== Provided records ==

use num_complex::Complex64;
use rand::Rng;

use crate::{
    interpreter::{evaluator::EvalContext, value::core::Value},
    util::num::{self, EvalResult},
};

/// `NOT(v)`: 1 if the magnitude of `v` is zero, otherwise 0.
pub fn not(_: &mut EvalContext, params: Vec<Value>) -> EvalResult<Value> {
    Ok(Value::from(params[0].magnitude() == 0.0))
}

/// `RND(low, high)`: uniform random real in `[low, high)`.
pub fn rnd(ctx: &mut EvalContext, params: Vec<Value>) -> EvalResult<Value> {
    let low = params[0].real_component();
    let high = params[1].real_component();
    Ok(Value::Real(low + ctx.rng.gen::<f64>() * (high - low)))
}

/// `MRS()`: random real in `[0, 1)`.
pub fn mrs(ctx: &mut EvalContext, _: Vec<Value>) -> EvalResult<Value> {
    Ok(Value::Real(ctx.rng.gen::<f64>()))
}

/// `IF(cond, a, b)`: `b` when the real component of `cond` is zero,
/// otherwise `a`. Both branches are already evaluated.
pub fn if_fn(_: &mut EvalContext, mut params: Vec<Value>) -> EvalResult<Value> {
    let selected = if params[0].real_component() == 0.0 { 2 } else { 1 };
    Ok(params.swap_remove(selected))
}

/// `ABS(v)`: Euclidean magnitude.
pub fn abs(_: &mut EvalContext, params: Vec<Value>) -> EvalResult<Value> {
    Ok(Value::Real(params[0].magnitude()))
}

/// `SQRT(v)`: real square root for real input (NaN below zero), complex
/// square root otherwise.
pub fn sqrt(_: &mut EvalContext, params: Vec<Value>) -> EvalResult<Value> {
    match &params[0] {
        Value::Real(r) => Ok(Value::Real(r.sqrt())),
        v => Ok(Value::Complex(v.as_complex("SQRT")?.sqrt())),
    }
}

/// `LN(v)`: natural logarithm.
pub fn ln(_: &mut EvalContext, params: Vec<Value>) -> EvalResult<Value> {
    match &params[0] {
        Value::Real(r) => Ok(Value::Real(r.ln())),
        v => Ok(Value::Complex(v.as_complex("LN")?.ln())),
    }
}

/// `LOG(v)`: base-10 logarithm.
pub fn log(_: &mut EvalContext, params: Vec<Value>) -> EvalResult<Value> {
    match &params[0] {
        Value::Real(r) => Ok(Value::Real(r.log10())),
        v => Ok(Value::Complex(v.as_complex("LOG")?.ln() / std::f64::consts::LN_10)),
    }
}

/// Shared body of `FLOOR`/`CEIL`/`ROU`: applies `f` componentwise to the
/// real and imaginary parts.
pub fn round_with(_: &mut EvalContext,
                  params: Vec<Value>,
                  f: fn(f64) -> f64)
                  -> EvalResult<Value> {
    params[0].unary("Rounding", |z| Complex64::new(f(z.re), f(z.im)))
}

/// `PERC(p, v)`: `p` percent of `v`.
pub fn perc(_: &mut EvalContext, params: Vec<Value>) -> EvalResult<Value> {
    params[0].div(&Value::Real(100.0))?.mul(&params[1])
}

/// `PER(a, b)`: how many percent `a` is of `b`.
pub fn per(_: &mut EvalContext, params: Vec<Value>) -> EvalResult<Value> {
    params[0].mul(&Value::Real(100.0))?.div(&params[1])
}

/// `PYT(a, b)`: `sqrt(a^2 + b^2)` over the real components.
pub fn pyt(_: &mut EvalContext, params: Vec<Value>) -> EvalResult<Value> {
    let a = params[0].real_component();
    let b = params[1].real_component();
    Ok(Value::Real(a.hypot(b)))
}

/// `H(i)`: re-evaluates history entry `i` as a fresh expression sharing the
/// session's store and history.
pub fn history(ctx: &mut EvalContext, params: Vec<Value>) -> EvalResult<Value> {
    let index = num::f64_to_usize_trunc(params[0].real_component())?;
    ctx.eval_history(index)
}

===

* What is required
From the listing above, return every line that contains the word "index".

* Your solution
    let index = num::f64_to_usize_trunc(params[0].real_component())?;
    ctx.eval_history(index)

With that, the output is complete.